Beatas de cigarro, escovas de dentes, garrafas de todos os tamanhos e feitios, palhinhas, tampas, pedaços de mobiliário, embalagens de alimentos, centenas de detritos plásticos indistintos e coloridos deixaram Luís Quinta, conhecido fotógrafo de natureza, angustiado com o estado da praia da Fonte da Telha, popular areal da costa sul do Tejo. Era fevereiro e o mar bravo de inverno devolvia à terra uma ínfima parte do que os terráqueos à água continuam a deitar.
Tirou fotos, publicou-as nas redes sociais, no seu blogue e chamou a atenção de Ana Pêgo, bióloga marinha, que se tem dedicado a ações de educação ambiental sobre a poluição nos oceanos. Ela tinha andado a investigar o tema do plástico nos oceanos e mostrou-lhe fotografias de umas esculturas feitas com lixo apanhado na praia, nos Estados Unidos da América. Não se conheciam, mas daí a decidirem construir algo impactante com os detritos que chegam à costa nacional, foi um passo.
Resolveram criar uma escultura semelhante ao esqueleto de uma baleia de barbas. A instalação seria integralmente feita com plástico marinho. Demoraram um mês e meio para lhe dar forma. Durante seis dias caminharam pelas praias de Almada, onde mora Luís, e da zona do Guincho (Cascais), onde reside Ana. Recolhiam apenas objetos de plástico branco: copos e garrafas de iogurte, garrafões de lixívia, chinelos, esferovite. Guardaram tudo numa garagem, pediram ajuda à irmã de Ana, que é escultora, e meteram mãos à obra.
Com o apoio de Câmara Municipal de Almada (para a qual Quinta já tinha co-realizado, com Ricardo Guerreiro, um documentário sobre a vida selvagem do concelho), rapidamente se instalaram nos estaleiros da autarquia e, com ajuda dos serralheiros camarários, criaram a estrutura metálica que suporta os 250 peças de lixo marinho de “Balaena plasticus”.
“Acho que a minha missão vai ser alertar para o problema do lixo marinho. É uma coisa medonha, local e global” inquieta-se Luís Quinta. Para Ana Pêgo, atuar contra a poluição nos oceanos também é urgente: “Durante a pesquisa que fiz sobre o tema fiquei surpreendida sobre o estado da poluição causada pelo plástico, a maioria das pessoas não está alerta. Os compostos tóxicos que estão na sua composição entram na cadeia alimentar, por bio-acumulação: dos peixes pequenos para os maiores, depois para os mamíferos, até aos predadores do final da cadeia.

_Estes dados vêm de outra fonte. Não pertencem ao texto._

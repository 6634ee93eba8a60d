//! Generic REST client infrastructure.
//!
//! This crate provides a thin wrapper around `reqwest` with:
//!
//! - Consistent error handling via `RestError`
//! - JSON request bodies with header injection for authentication
//! - Raw responses (status, headers, body) so callers can verify signatures
//!   before trusting any payload
//! - Rate limit detection
//!
//! No retries happen here; a failed call is reported to the caller as is.
//!
//! # Example
//!
//! ```rust,ignore
//! use rest_client::RestClient;
//!
//! let client = RestClient::with_default_timeout("https://gpay.ly/banking/api/onlinewallet/v1")?;
//! let response = client.post_json("/info/balance", &body, &headers).await?;
//! let json = response.json()?;
//! ```

mod client;
mod error;

pub use client::{RawResponse, RestClient};
pub use error::RestError;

Fiquei muito alarmada com alguns documentários que vi, como “Addicted to Plastic” (Viciados em Plásticos, em tradução literal).
A instalação já foi apresentada ao público, na “Semana Verde” organizada pelo município almadense, entre 29 de maio e 5 de junho. Esteve exposta na Praça da Liberdade e Ana explicou os porquês daquela construção a mais de 4000 crianças das escolas do concelho. “Não conhecem o esqueleto de uma baleia e não reconheciam logo o que era, pensavam que era um dinossauro. Mas quando percebiam que tudo aquilo era feito com lixo que vinha do mar ficavam muito surpreendidas”.
A partir de 22 de julho, “Balaena plasticus” vai mostrar-se no Centro de Monitorização e Interpretação Ambiental da Costa de Caparica (junto ao Jardim Urbano, em São João da Caparica) integrada na exposição “Mar Sem Lixo, Oceanos de Vida”, que pretende alertar para a importância da preservação dos oceanos e dos ecossistemas costeiros. Se por lá passar, depois um dia de praia, não se esqueça de colocar o seu lixo no contentor apropriado.